Created attachment 112329 [details] Kernel configuration provoking link error (In reply to comment #3) > i'll need the relevant bits from .config and also a confirmation with the > latest 2.6.20-pax (standalone) patch. I wanted to try with pax-linux-2.6.20.1-test5.patch applied to linux-2.6.20.tar.bz2. Unfortunately, it fails already during linking stage. Configuration is attached. arch/i386/mm/built-in.o: In function `free_initmem': : undefined reference to `__init_end' arch/i386/mm/built-in.o: In function `mem_init': : undefined reference to `__init_end' arch/i386/mm/built-in.o: In function `mem_init': : undefined reference to `__init_end' fs/built-in.o: In function `load_elf_binary': binfmt_elf.c:(.text+0x25f64): undefined reference to `pax_set_initial_flags' Before I try looking into the code, do you already have a newer patchset available?
(In reply to comment #4) > arch/i386/mm/built-in.o: In function `free_initmem': > : undefined reference to `__init_end' > arch/i386/mm/built-in.o: In function `mem_init': > : undefined reference to `__init_end' > arch/i386/mm/built-in.o: In function `mem_init': > : undefined reference to `__init_end' fixed in test6 hopefully, give it a try. > fs/built-in.o: In function `load_elf_binary': > binfmt_elf.c:(.text+0x25f64): undefined reference to `pax_set_initial_flags' that's because you set CONFIG_PAX_HAVE_ACL_FLAGS=y whereas PaX itself doesn't actually provide such a hook. i guess it's a leftover from a previous grsec config, set it to 'none' under plain PaX.
(In reply to comment #5) > fixed in test6 hopefully, give it a try.

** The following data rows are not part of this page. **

// ── Runtime monitor configuration ──
//
// These types describe *what* to probe and how to judge the results.
// They never touch disk: `whyfi-config` builds a `MonitorConfig` from
// the flat key/value file and hands it in.

use std::time::Duration;

use serde::{Deserialize, Serialize};

use crate::error::CoreError;
use crate::model::Quality;

/// Three-tier latency-style thresholds. Lower values are better.
#[derive(Debug, Clone, Copy, PartialEq, Serialize, Deserialize)]
pub struct Tiers {
    pub excellent: f64,
    pub good: f64,
    pub fair: f64,
}

impl Tiers {
    pub const fn new(excellent: f64, good: f64, fair: f64) -> Self {
        Self {
            excellent,
            good,
            fair,
        }
    }

    /// Classify a measurement: strictly below a tier boundary earns that tier.
    pub fn classify(&self, value: f64) -> Quality {
        if value < self.excellent {
            Quality::Excellent
        } else if value < self.good {
            Quality::Good
        } else if value < self.fair {
            Quality::Fair
        } else {
            Quality::Poor
        }
    }

    /// Loss classification. The excellent boundary is inclusive so that
    /// zero loss against a zero threshold still rates as excellent.
    pub fn classify_loss(&self, percent: f64) -> Quality {
        if percent <= self.excellent {
            Quality::Excellent
        } else if percent < self.good {
            Quality::Good
        } else if percent < self.fair {
            Quality::Fair
        } else {
            Quality::Poor
        }
    }

    fn validate(&self, field: &str) -> Result<(), CoreError> {
        let ordered = self.excellent <= self.good && self.good <= self.fair;
        if !ordered || self.excellent < 0.0 {
            return Err(CoreError::Config {
                field: field.into(),
                reason: format!(
                    "expected 0 <= excellent <= good <= fair, got {}/{}/{}",
                    self.excellent, self.good, self.fair
                ),
            });
        }
        Ok(())
    }
}

/// RSSI thresholds in dBm. Higher (less negative) is better.
#[derive(Debug, Clone, Copy, PartialEq, Eq, Serialize, Deserialize)]
pub struct SignalThresholds {
    pub excellent: i32,
    pub good: i32,
    pub fair: i32,
}

impl Default for SignalThresholds {
    fn default() -> Self {
        Self {
            excellent: -50,
            good: -60,
            fair: -70,
        }
    }
}

/// Every threshold triple consumed by quality classification and the
/// suggestion rules.
#[derive(Debug, Clone, Copy, PartialEq, Serialize, Deserialize)]
pub struct Thresholds {
    pub router: Tiers,
    pub internet: Tiers,
    pub dns: Tiers,
    pub jitter: Tiers,
    pub loss: Tiers,
    pub signal: SignalThresholds,
}

impl Default for Thresholds {
    fn default() -> Self {
        Self {
            router: Tiers::new(5.0, 20.0, 50.0),
            internet: Tiers::new(30.0, 60.0, 100.0),
            dns: Tiers::new(20.0, 50.0, 100.0),
            jitter: Tiers::new(5.0, 15.0, 30.0),
            loss: Tiers::new(0.0, 1.0, 5.0),
            signal: SignalThresholds::default(),
        }
    }
}

impl Thresholds {
    pub fn validate(&self) -> Result<(), CoreError> {
        self.router.validate("router thresholds")?;
        self.internet.validate("internet thresholds")?;
        self.dns.validate("dns thresholds")?;
        self.jitter.validate("jitter thresholds")?;
        self.loss.validate("loss thresholds")?;

        let s = &self.signal;
        if !(s.excellent >= s.good && s.good >= s.fair) {
            return Err(CoreError::Config {
                field: "signal thresholds".into(),
                reason: format!(
                    "expected excellent >= good >= fair, got {}/{}/{}",
                    s.excellent, s.good, s.fair
                ),
            });
        }
        Ok(())
    }
}

/// External programs the probes shell out to.
#[derive(Debug, Clone, PartialEq, Eq, Serialize, Deserialize)]
pub struct CommandPaths {
    pub ping: String,
    pub dig: String,
    pub speed_test: String,
    pub route: String,
}

impl Default for CommandPaths {
    fn default() -> Self {
        Self {
            ping: "ping".into(),
            dig: "dig".into(),
            speed_test: "networkQuality".into(),
            route: "netstat".into(),
        }
    }
}

/// Configuration for a single [`Monitor`](crate::Monitor).
///
/// Built by the CLI (or tests) and passed in. The core never reads config files.
#[derive(Debug, Clone, PartialEq)]
pub struct MonitorConfig {
    /// Host pinged to judge internet reachability.
    pub ping_target: String,
    /// Echo requests per ping probe.
    pub ping_count: u32,
    /// Domain resolved by the DNS probe.
    pub dns_test_domain: String,
    /// Explicit resolver for the DNS probe; `None` uses the system resolver.
    pub dns_server: Option<String>,
    pub ping_timeout: Duration,
    pub dns_timeout: Duration,
    pub speed_test_timeout: Duration,
    /// Pause between automatic refresh cycles.
    pub refresh_interval: Duration,
    /// Ring-buffer capacity shared by every history in the metrics store.
    pub history_capacity: usize,
    pub thresholds: Thresholds,
    pub commands: CommandPaths,
}

impl Default for MonitorConfig {
    fn default() -> Self {
        Self {
            ping_target: "1.1.1.1".into(),
            ping_count: 1,
            dns_test_domain: "apple.com".into(),
            dns_server: None,
            ping_timeout: Duration::from_secs(2),
            dns_timeout: Duration::from_secs(3),
            speed_test_timeout: Duration::from_secs(60),
            refresh_interval: Duration::from_secs(5),
            history_capacity: 60,
            thresholds: Thresholds::default(),
            commands: CommandPaths::default(),
        }
    }
}

impl MonitorConfig {
    /// Reject configurations the monitor cannot run with.
    pub fn validate(&self) -> Result<(), CoreError> {
        let durations = [
            ("ping_timeout", self.ping_timeout),
            ("dns_timeout", self.dns_timeout),
            ("speed_test_timeout", self.speed_test_timeout),
            ("refresh_interval", self.refresh_interval),
        ];
        for (field, value) in durations {
            if value.is_zero() {
                return Err(CoreError::Config {
                    field: field.into(),
                    reason: "must be greater than zero".into(),
                });
            }
        }
        if self.history_capacity == 0 {
            return Err(CoreError::Config {
                field: "history_capacity".into(),
                reason: "must be at least 1".into(),
            });
        }
        if self.ping_count == 0 {
            return Err(CoreError::Config {
                field: "ping_count".into(),
                reason: "must be at least 1".into(),
            });
        }
        if self.ping_target.trim().is_empty() {
            return Err(CoreError::Config {
                field: "ping_target".into(),
                reason: "must not be empty".into(),
            });
        }
        if self.dns_test_domain.trim().is_empty() {
            return Err(CoreError::Config {
                field: "dns_test_domain".into(),
                reason: "must not be empty".into(),
            });
        }
        self.thresholds.validate()
    }
}

#[cfg(test)]
#[allow(clippy::unwrap_used)]
mod tests {
    use super::*;

    #[test]
    fn defaults_validate() {
        assert!(MonitorConfig::default().validate().is_ok());
    }

    #[test]
    fn tiers_classify_uses_strict_boundaries() {
        let tiers = Tiers::new(5.0, 20.0, 50.0);
        assert_eq!(tiers.classify(4.9), Quality::Excellent);
        assert_eq!(tiers.classify(5.0), Quality::Good);
        assert_eq!(tiers.classify(20.0), Quality::Fair);
        assert_eq!(tiers.classify(50.0), Quality::Poor);
    }

    #[test]
    fn zero_loss_is_excellent_with_zero_threshold() {
        let loss = Tiers::new(0.0, 1.0, 5.0);
        assert_eq!(loss.classify_loss(0.0), Quality::Excellent);
        assert_eq!(loss.classify_loss(0.5), Quality::Good);
        assert_eq!(loss.classify_loss(1.0), Quality::Fair);
        assert_eq!(loss.classify_loss(5.0), Quality::Poor);
    }

    #[test]
    fn zero_capacity_rejected() {
        let cfg = MonitorConfig {
            history_capacity: 0,
            ..MonitorConfig::default()
        };
        let err = cfg.validate().unwrap_err();
        assert!(err.to_string().contains("history_capacity"));
    }

    #[test]
    fn unordered_tiers_rejected() {
        let mut cfg = MonitorConfig::default();
        cfg.thresholds.jitter = Tiers::new(30.0, 15.0, 5.0);
        assert!(cfg.validate().is_err());

        let mut cfg = MonitorConfig::default();
        cfg.thresholds.signal.fair = -40;
        assert!(cfg.validate().is_err());
    }
}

Yes, linked fine now. Unfortunately, it now panics reallly early in the boot process, after less than 0.002 secs according to printk's output. netconsole isn't enabled at that time and, although unchecked, I suppose serial console wouldn't help, too. So here's a partly backtrace, typed by hand: [cut off because only 80x24 display] deactivate_task __sched_text_start do_fork wait_for_completion default_wake_function default_wake_function keventd_create_kthread kthread_create migration_thread keventd_create_kthread migration_call migration_thread ret_from_fork migration_init do_pre_smp_initcalls init kernel_thread_helper EIP: dequeue_task Kernel panic: Attempted to kill the idle task! Is this of any help for you? Anything more I could provide? Configuration is the same except for CONFIG_PAX_HAVE_ACL_FLAGS. > whereas PaX itself doesn't actually provide such a hook. i guess it's a > leftover from a previous grsec config, set it to 'none' under plain PaX. Yes, it was a PaX+Grsecurity config before. Normally I'm using Gentoo's hardened-sources which include both.
More info (thanks to vga=ask :-)): general protection fault: 0000 [#1] Process swapper (pid: 0, …) > [cut off because only 80x24 display] > deactivate_task > __sched_text_start > …

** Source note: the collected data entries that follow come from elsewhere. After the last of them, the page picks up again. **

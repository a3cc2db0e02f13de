// ── Single-fire completion and deferred actions ──
//
// Building blocks for resolving a racing operation exactly once: whoever
// calls `Completion::complete` first wins, every later attempt is a no-op.

use std::sync::atomic::{AtomicBool, Ordering};
use std::sync::{Arc, Mutex, PoisonError};
use std::time::Duration;

use tokio::sync::oneshot;
use tokio::task::JoinHandle;
use tokio_util::sync::CancellationToken;

/// A completion slot that accepts exactly one value.
///
/// Shared between competing resolvers (normal exit, timer, cancellation)
/// behind an `Arc`. The first `complete` call delivers its value to the
/// paired receiver; later calls return `false` and drop their value.
#[derive(Debug)]
pub struct Completion<T> {
    fired: AtomicBool,
    sender: Mutex<Option<oneshot::Sender<T>>>,
}

impl<T> Completion<T> {
    /// Create a slot together with the receiver its single value goes to.
    pub fn channel() -> (Arc<Self>, oneshot::Receiver<T>) {
        let (tx, rx) = oneshot::channel();
        let completion = Arc::new(Self {
            fired: AtomicBool::new(false),
            sender: Mutex::new(Some(tx)),
        });
        (completion, rx)
    }

    /// Resolve the slot. Returns `true` only for the winning call.
    pub fn complete(&self, value: T) -> bool {
        if self
            .fired
            .compare_exchange(false, true, Ordering::AcqRel, Ordering::Acquire)
            .is_err()
        {
            return false;
        }
        let sender = self
            .sender
            .lock()
            .unwrap_or_else(PoisonError::into_inner)
            .take();
        if let Some(tx) = sender {
            // Receiver may be gone; the slot is still spent.
            let _ = tx.send(value);
        }
        true
    }

    pub fn is_complete(&self) -> bool {
        self.fired.load(Ordering::Acquire)
    }
}

/// An action scheduled to run after a delay unless cancelled first.
///
/// Cancelling is idempotent and also happens on drop, so an abandoned
/// timer never fires late.
#[derive(Debug)]
pub struct DeferredAction {
    cancel: CancellationToken,
    handle: Option<JoinHandle<()>>,
}

impl DeferredAction {
    pub fn schedule<F>(delay: Duration, action: F) -> Self
    where
        F: FnOnce() + Send + 'static,
    {
        let cancel = CancellationToken::new();
        let token = cancel.clone();
        let handle = tokio::spawn(async move {
            tokio::select! {
                biased;
                () = token.cancelled() => {}
                () = tokio::time::sleep(delay) => action(),
            }
        });
        Self {
            cancel,
            handle: Some(handle),
        }
    }

    /// Prevent the action from running. No-op if it already ran or was
    /// already cancelled.
    pub fn cancel(&self) {
        self.cancel.cancel();
    }

    /// Cancel and wait until the timer task has fully stopped.
    pub async fn shutdown(mut self) {
        self.cancel.cancel();
        if let Some(handle) = self.handle.take() {
            let _ = handle.await;
        }
    }
}

impl Drop for DeferredAction {
    fn drop(&mut self) {
        self.cancel.cancel();
    }
}

#[cfg(test)]
#[allow(clippy::unwrap_used)]
mod tests {
    use super::*;
    use std::sync::atomic::AtomicUsize;

    #[tokio::test]
    async fn second_completion_is_discarded() {
        let (completion, rx) = Completion::channel();
        assert!(completion.complete("first"));
        assert!(!completion.complete("second"));
        assert!(completion.is_complete());
        assert_eq!(rx.await.unwrap(), "first");
    }

    #[test]
    fn receiver_wakes_on_completion() {
        let (completion, rx) = Completion::channel();
        let mut rx = tokio_test::task::spawn(rx);
        tokio_test::assert_pending!(rx.poll());

        assert!(completion.complete(7));
        assert!(rx.is_woken());
        assert_eq!(tokio_test::assert_ready!(rx.poll()).unwrap(), 7);
    }

    #[tokio::test]
    async fn completion_without_receiver_still_counts() {
        let (completion, rx) = Completion::channel();
        drop(rx);
        assert!(completion.complete(1));
        assert!(!completion.complete(2));
    }

    #[tokio::test(start_paused = true)]
    async fn deferred_action_fires_after_delay() {
        let fired = Arc::new(AtomicUsize::new(0));
        let counter = Arc::clone(&fired);
        let action = DeferredAction::schedule(Duration::from_secs(5), move || {
            counter.fetch_add(1, Ordering::SeqCst);
        });

        tokio::time::sleep(Duration::from_secs(6)).await;
        assert_eq!(fired.load(Ordering::SeqCst), 1);

        // cancelling after it fired is a no-op
        action.cancel();
        action.shutdown().await;
        assert_eq!(fired.load(Ordering::SeqCst), 1);
    }

    #[tokio::test(start_paused = true)]
    async fn cancelled_action_never_fires() {
        let fired = Arc::new(AtomicUsize::new(0));
        let counter = Arc::clone(&fired);
        let action = DeferredAction::schedule(Duration::from_secs(5), move || {
            counter.fetch_add(1, Ordering::SeqCst);
        });

        action.cancel();
        action.cancel();
        action.shutdown().await;
        tokio::time::sleep(Duration::from_secs(10)).await;
        assert_eq!(fired.load(Ordering::SeqCst), 0);
    }

    #[tokio::test(start_paused = true)]
    async fn dropped_action_never_fires() {
        let fired = Arc::new(AtomicUsize::new(0));
        let counter = Arc::clone(&fired);
        drop(DeferredAction::schedule(Duration::from_secs(1), move || {
            counter.fetch_add(1, Ordering::SeqCst);
        }));
        tokio::time::sleep(Duration::from_secs(2)).await;
        assert_eq!(fired.load(Ordering::SeqCst), 0);
    }

    proptest::proptest! {
        #![proptest_config(proptest::prelude::ProptestConfig::with_cases(64))]

        /// A normal exit racing its own timeout resolves exactly once,
        /// whatever the relative timing.
        #[test]
        fn proptest_race_resolves_exactly_once(exit_us in 0u64..400, timeout_us in 0u64..400) {
            let runtime = tokio::runtime::Builder::new_multi_thread()
                .worker_threads(2)
                .enable_time()
                .build()
                .unwrap();

            let (wins, value) = runtime.block_on(async move {
                let (completion, rx) = Completion::channel();

                let timer_slot = Arc::clone(&completion);
                let timer = DeferredAction::schedule(Duration::from_micros(timeout_us), move || {
                    timer_slot.complete("timeout");
                });

                let exit_slot = Arc::clone(&completion);
                let exit = tokio::spawn(async move {
                    tokio::time::sleep(Duration::from_micros(exit_us)).await;
                    exit_slot.complete("exit")
                });

                let exit_won = exit.await.unwrap();
                timer.shutdown().await;
                let timer_won = completion.is_complete() && !exit_won;
                let value = rx.await.unwrap();
                (usize::from(exit_won) + usize::from(timer_won), value)
            });

            proptest::prop_assert_eq!(wins, 1);
            proptest::prop_assert!(value == "exit" || value == "timeout");
        }
    }
}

(In reply to comment #6) > EIP: dequeue_task > Kernel panic: Attempted to kill the idle task! > > Is this of any help for you? Anything more I could provide? interesting place to crash, i'd need all the info you can get, best is to boot with vga=ext (or some other mode with 50+ lines) and take a picture.
Created attachment 112857 [details] Photo of panic message Here's the image with the full backtrace. I might not have access to bugs until Wednesday, but will respond afterwards.

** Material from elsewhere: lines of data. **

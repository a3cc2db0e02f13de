//! CLI error types with miette diagnostics.
//!
//! Maps config and core failures into user-facing errors with help text.

use miette::Diagnostic;
use thiserror::Error;

use whyfi_config::ConfigError;
use whyfi_core::CoreError;

/// Process exit codes.
pub mod exit_code {
    pub const SUCCESS: i32 = 0;
    pub const GENERAL: i32 = 1;
    pub const USAGE: i32 = 2;
    pub const CONFIG: i32 = 3;
    pub const UNHEALTHY: i32 = 4;
    pub const SPEED_TEST: i32 = 5;
}

#[derive(Debug, Error, Diagnostic)]
pub enum CliError {
    // ── Validation ───────────────────────────────────────────────────

    #[error("Invalid value for {field}: {reason}")]
    #[diagnostic(
        code(whyfi::validation),
        help("Run: whyfi config show to see the resolved configuration")
    )]
    Validation { field: String, reason: String },

    #[error("Unknown config key '{key}'")]
    #[diagnostic(
        code(whyfi::unknown_key),
        help("Run: whyfi config show to list the available keys")
    )]
    UnknownKey { key: String },

    // ── Configuration ────────────────────────────────────────────────

    #[error("Configuration file already exists")]
    #[diagnostic(
        code(whyfi::config_exists),
        help("Use --force to overwrite it.\nPath: {path}")
    )]
    ConfigExists { path: String },

    #[error("Configuration error: {0}")]
    #[diagnostic(
        code(whyfi::config),
        help("Check the config file syntax and WHYFI_* environment variables")
    )]
    Config(Box<figment::Error>),

    #[error("Could not parse config file: {0}")]
    #[diagnostic(code(whyfi::config_parse))]
    ConfigParse(#[from] toml::de::Error),

    #[error("Could not serialize config: {0}")]
    #[diagnostic(code(whyfi::config_serialize))]
    ConfigSerialize(#[from] toml::ser::Error),

    // ── Diagnosis ────────────────────────────────────────────────────

    #[error("{count} critical issue(s) found")]
    #[diagnostic(code(whyfi::unhealthy))]
    Unhealthy { count: usize },

    #[error("Speed test failed: {message}")]
    #[diagnostic(code(whyfi::speed_test))]
    SpeedTest { message: String },

    // ── IO ───────────────────────────────────────────────────────────

    #[error(transparent)]
    #[diagnostic(code(whyfi::io))]
    Io(#[from] std::io::Error),

    #[error("JSON serialization error: {0}")]
    #[diagnostic(code(whyfi::json))]
    Json(#[from] serde_json::Error),
}

impl From<figment::Error> for CliError {
    fn from(err: figment::Error) -> Self {
        Self::Config(Box::new(err))
    }
}

impl From<ConfigError> for CliError {
    fn from(err: ConfigError) -> Self {
        match err {
            ConfigError::Validation { field, reason } => Self::Validation { field, reason },
            ConfigError::Serialization(e) => Self::ConfigSerialize(e),
            ConfigError::Figment(e) => Self::Config(e),
            ConfigError::Io(e) => Self::Io(e),
        }
    }
}

impl From<CoreError> for CliError {
    fn from(err: CoreError) -> Self {
        match err {
            CoreError::Config { field, reason } => Self::Validation { field, reason },
        }
    }
}

impl CliError {
    pub fn exit_code(&self) -> i32 {
        match self {
            Self::Validation { .. } | Self::UnknownKey { .. } => exit_code::USAGE,
            Self::ConfigExists { .. }
            | Self::Config(_)
            | Self::ConfigParse(_)
            | Self::ConfigSerialize(_) => exit_code::CONFIG,
            Self::Unhealthy { .. } => exit_code::UNHEALTHY,
            Self::SpeedTest { .. } => exit_code::SPEED_TEST,
            Self::Io(_) | Self::Json(_) => exit_code::GENERAL,
        }
    }
}
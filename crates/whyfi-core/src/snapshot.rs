// ── Published monitor state ──

use std::sync::Arc;

use chrono::{DateTime, Utc};
use serde::Serialize;

use crate::config::Thresholds;
use crate::model::{NetworkStatus, SpeedTestResult, Suggestion, WifiInfo};
use crate::store::MetricsStore;
use crate::suggest;

/// Everything one refresh cycle produced, as a single immutable value.
///
/// Snapshots are replaced wholesale; `metrics` is the store as it stood
/// right after the cycle that produced `status`.
#[derive(Debug, Clone, Serialize)]
pub struct Snapshot {
    pub wifi: WifiInfo,
    pub status: NetworkStatus,
    pub metrics: Arc<MetricsStore>,
    pub speed_test: Option<SpeedTestResult>,
    /// Completion time of the last refresh cycle; `None` before the first.
    pub updated_at: Option<DateTime<Utc>>,
    /// Incremented on every publish.
    pub generation: u64,
}

impl Snapshot {
    pub fn initial(history_capacity: usize) -> Self {
        Self {
            wifi: WifiInfo::disconnected(),
            status: NetworkStatus::unknown(),
            metrics: Arc::new(MetricsStore::new(history_capacity)),
            speed_test: None,
            updated_at: None,
            generation: 0,
        }
    }

    pub fn suggestions(&self, thresholds: &Thresholds) -> Vec<Suggestion> {
        suggest::analyze(self, thresholds)
    }
}

impl Default for Snapshot {
    fn default() -> Self {
        Self::initial(MetricsStore::default().capacity())
    }
}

(In reply to comment #9) > Created an attachment (id=112857) [edit] > Photo of panic message > > Here's the image with the full backtrace. thanks, it's more helpful but unfortunately i still have no clue what could go so wrong as the oops indicates. could you get a serial console and also capture the very first oops (hoping that it'd actually make more sense than the last one reported)?
Created attachment 113396 [details] Full boot log with backtrace (In reply to comment #10) > could you get a serial console and also capture the very first oops? You're lucky, serial console worked. Hopefully this is more useful.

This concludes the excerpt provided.